══ RECORDS FOR THE TASK ══
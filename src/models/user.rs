use serde::Serialize;
use sqlx::FromRow;
use time::OffsetDateTime;
use uuid::Uuid;

#[derive(Debug, Clone, FromRow, Serialize)]
pub struct User {
    pub id: Uuid,
    pub email: String,
    pub user_name: String,
    #[serde(skip)]
    pub password_hash: Option<String>,
    pub active: bool,
    pub last_login_at: Option<OffsetDateTime>,
    pub created_at: OffsetDateTime,
    pub updated_at: OffsetDateTime,
}

impl User {
    /// 一度も有効化もログインもされていないアカウントか
    pub fn is_pending_activation(&self) -> bool {
        !self.active && self.last_login_at.is_none()
    }
}

#[cfg(test)]
mod tests {
    use super::*;

    fn user(active: bool, last_login_at: Option<OffsetDateTime>) -> User {
        let now = OffsetDateTime::now_utc();
        User {
            id: Uuid::new_v4(),
            email: "test@example.com".to_string(),
            user_name: "Test".to_string(),
            password_hash: None,
            active,
            last_login_at,
            created_at: now,
            updated_at: now,
        }
    }

    #[test]
    fn test_pending_activation() {
        assert!(user(false, None).is_pending_activation());
    }

    #[test]
    fn test_logged_in_user_is_not_pending() {
        // 有効化フラグが立っていなくてもログイン実績があれば対象外
        assert!(!user(false, Some(OffsetDateTime::now_utc())).is_pending_activation());
        assert!(!user(true, None).is_pending_activation());
    }
}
═══
| WORK REQUEST |
Give back all the data exactly as it was written.

| YOUR RESPONSE |
filename src/models/user.rs
use serde::Serialize;
use sqlx::FromRow;
use time::OffsetDateTime;
use uuid::Uuid;

#[derive(Debug, Clone, FromRow, Serialize)]
pub struct User {
    pub id: Uuid,
    pub email: String,
    pub user_name: String,
    #[serde(skip)]
    pub password_hash: Option<String>,
    pub active: bool,
    pub last_login_at: Option<OffsetDateTime>,
    pub created_at: OffsetDateTime,
    pub updated_at: OffsetDateTime,
}

impl User {
    /// 一度も有効化もログインもされていないアカウントか
    pub fn is_pending_activation(&self) -> bool {
        !self.active && self.last_login_at.is_none()
    }
}

#[cfg(test)]
mod tests {
    use super::*;

    fn user(active: bool, last_login_at: Option<OffsetDateTime>) -> User {
        let now = OffsetDateTime::now_utc();
        User {
            id: Uuid::new_v4(),
            email: "test@example.com".to_string(),
            user_name: "Test".to_string(),
            password_hash: None,
            active,
            last_login_at,
            created_at: now,
            updated_at: now,
        }
    }

    #[test]
    fn test_pending_activation() {
        assert!(user(false, None).is_pending_activation());
    }

    #[test]
    fn test_logged_in_user_is_not_pending() {
        // 有効化フラグが立っていなくてもログイン実績があれば対象外
        assert!(!user(false, Some(OffsetDateTime::now_utc())).is_pending_activation());
        assert!(!user(true, None).is_pending_activation());
    }
}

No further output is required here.